1. Bank of America urges employees to provide better service

By Jim Kim Comment | Forward | Twitter | Facebook | LinkedIn

When it comes to customer service, Bank of America is apparently going back to basics.

The bank had the lowest score among national banks in the most recent American Customer Satisfaction Index, and big banks in general lagged thrifts and small banks. Bank of America CEO Brian Moynihan sent a letter to all 270,000 employees informing them that better customer service is now a priority at the bank.
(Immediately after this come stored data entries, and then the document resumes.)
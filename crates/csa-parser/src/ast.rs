//! Abstract Syntax Tree (AST) definitions for config modules.
//!
//! Only the shapes needed to find and patch a config object are modelled
//! structurally. Everything else is kept as `Raw` source text so it can
//! be written back unchanged.

use csa_core::Span;

/// A complete config module.
#[derive(Debug, Clone, PartialEq, Default)]
pub struct Program {
    pub statements: Vec<Statement>,
    /// Comments after the last statement.
    pub trailing_comments: Vec<Comment>,
}

/// A comment attached to the node that follows it.
#[derive(Debug, Clone, PartialEq)]
pub struct Comment {
    pub text: String,
    pub blank_line_before: bool,
}

impl Comment {
    #[must_use]
    pub fn new(text: impl Into<String>) -> Self {
        Self {
            text: text.into(),
            blank_line_before: false,
        }
    }
}

/// A top-level statement with its surrounding trivia.
#[derive(Debug, Clone, PartialEq)]
pub struct Statement {
    pub kind: StatementKind,
    pub leading_comments: Vec<Comment>,
    pub blank_line_before: bool,
    /// A comment on the same line after the statement.
    pub trailing_comment: Option<String>,
    pub span: Span,
}

impl Statement {
    /// Creates a statement without trivia.
    #[must_use]
    pub fn new(kind: StatementKind) -> Self {
        Self {
            kind,
            leading_comments: Vec::new(),
            blank_line_before: false,
            trailing_comment: None,
            span: Span::default(),
        }
    }

    /// Returns true if this statement exports a value from the module.
    #[must_use]
    pub fn is_export(&self) -> bool {
        match &self.kind {
            StatementKind::ModuleExports { .. } | StatementKind::ExportDefault { .. } => true,
            StatementKind::Raw(text) => {
                text.starts_with("export ") || text.starts_with("module.exports")
            }
            StatementKind::Variable { .. } => false,
        }
    }
}

/// Statements the patcher understands.
#[derive(Debug, Clone, PartialEq)]
pub enum StatementKind {
    /// Variable declaration: `const a = expr, b = expr`
    Variable {
        kind: DeclarationKind,
        declarators: Vec<Declarator>,
        semicolon: bool,
    },

    /// CommonJS export: `module.exports = expr`
    ModuleExports { value: Expression, semicolon: bool },

    /// ES module export: `export default expr`
    ExportDefault { value: Expression, semicolon: bool },

    /// Any other statement, kept verbatim.
    Raw(String),
}

/// The keyword introducing a variable declaration.
#[derive(Debug, Clone, Copy, PartialEq, Eq)]
pub enum DeclarationKind {
    Const,
    Let,
    Var,
}

impl DeclarationKind {
    #[must_use]
    pub const fn keyword(self) -> &'static str {
        match self {
            Self::Const => "const",
            Self::Let => "let",
            Self::Var => "var",
        }
    }
}

/// A single `name[: Type] [= init]` binding.
#[derive(Debug, Clone, PartialEq)]
pub struct Declarator {
    pub name: String,
    /// TypeScript annotation text, without the leading colon.
    pub type_annotation: Option<String>,
    pub init: Option<Expression>,
}

/// Expressions in a config module.
#[derive(Debug, Clone, PartialEq)]
pub enum Expression {
    /// Object literal: `{ key: value, ... }`
    Object(ObjectLiteral),

    /// Boolean literal
    Boolean(bool),

    /// Variable reference
    Identifier(String),

    /// Any other expression, kept verbatim.
    Raw(String),
}

impl Expression {
    #[must_use]
    pub fn as_object(&self) -> Option<&ObjectLiteral> {
        match self {
            Self::Object(object) => Some(object),
            _ => None,
        }
    }

    #[must_use]
    pub fn as_object_mut(&mut self) -> Option<&mut ObjectLiteral> {
        match self {
            Self::Object(object) => Some(object),
            _ => None,
        }
    }
}

/// Object literal expression.
#[derive(Debug, Clone, PartialEq)]
pub struct ObjectLiteral {
    /// Comments between the preceding token and the opening brace.
    pub leading_comments: Vec<String>,
    pub properties: Vec<Property>,
    /// Comments between the last property and the closing brace.
    pub trailing_comments: Vec<Comment>,
    /// Whether the source spread the object over several lines.
    pub multiline: bool,
    /// Text following the closing brace, e.g. ` satisfies NextConfig`.
    pub suffix: Option<String>,
    pub span: Span,
}

impl ObjectLiteral {
    /// Creates an empty multi-line object literal.
    #[must_use]
    pub fn new() -> Self {
        Self {
            leading_comments: Vec::new(),
            properties: Vec::new(),
            trailing_comments: Vec::new(),
            multiline: true,
            suffix: None,
            span: Span::default(),
        }
    }

    /// Adds a `key: value` property and returns the object.
    #[must_use]
    pub fn with(mut self, key: &str, value: Expression) -> Self {
        self.properties.push(Property::key_value(key, value));
        self
    }

    /// Finds the value of the first property with the given key.
    #[must_use]
    pub fn get(&self, key: &str) -> Option<&Expression> {
        self.properties.iter().find_map(|p| match &p.kind {
            PropertyKind::KeyValue { key: k, value } if k.name() == Some(key) => Some(value),
            _ => None,
        })
    }
}

impl Default for ObjectLiteral {
    fn default() -> Self {
        Self::new()
    }
}

/// A property inside an object literal.
#[derive(Debug, Clone, PartialEq)]
pub struct Property {
    pub kind: PropertyKind,
    pub leading_comments: Vec<Comment>,
    pub blank_line_before: bool,
    pub trailing_comment: Option<String>,
}

impl Property {
    /// Creates a `key: value` property with an identifier key.
    #[must_use]
    pub fn key_value(key: &str, value: Expression) -> Self {
        Self {
            kind: PropertyKind::KeyValue {
                key: PropertyKey::Identifier(key.to_string()),
                value,
            },
            leading_comments: Vec::new(),
            blank_line_before: false,
            trailing_comment: None,
        }
    }

    /// Returns the key name for `key: value` properties.
    #[must_use]
    pub fn name(&self) -> Option<&str> {
        match &self.kind {
            PropertyKind::KeyValue { key, .. } => key.name(),
            PropertyKind::Raw(_) => None,
        }
    }
}

/// Property shapes.
#[derive(Debug, Clone, PartialEq)]
pub enum PropertyKind {
    /// `key: value`
    KeyValue { key: PropertyKey, value: Expression },

    /// Spread, shorthand, method or computed property, kept verbatim.
    Raw(String),
}

/// The key of a `key: value` property.
#[derive(Debug, Clone, PartialEq)]
pub enum PropertyKey {
    Identifier(String),
    /// Quoted key, stored with its quotes.
    String(String),
    Number(String),
}

impl PropertyKey {
    /// Returns the property name this key binds, if it is a plain name.
    #[must_use]
    pub fn name(&self) -> Option<&str> {
        match self {
            Self::Identifier(name) => Some(name),
            Self::String(quoted) if quoted.len() >= 2 => Some(&quoted[1..quoted.len() - 1]),
            Self::String(_) | Self::Number(_) => None,
        }
    }

    /// Returns the key as written in source.
    #[must_use]
    pub fn text(&self) -> &str {
        match self {
            Self::Identifier(text) | Self::String(text) | Self::Number(text) => text,
        }
    }
}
"Giving an example of how to improve customer service, Moynihan says in the letter that customer call centers should provide the same 'problem-solving approach' to helping customers as the bank's Merrill Lynch financial advisers and U.S. Trust private bankers, which work with wealthier clients. The letter also highlights efforts to provide more clear communications with customers and initiatives to put investment specialists and mortgage loan officers in branches," according to the Chicago Tribune.

The detailed strategy was not released in the letter, but employees will no doubt be hearing more about this. The company kicked off a new customer service push this week, and meetings with top company executives about customer service will be scheduled soon.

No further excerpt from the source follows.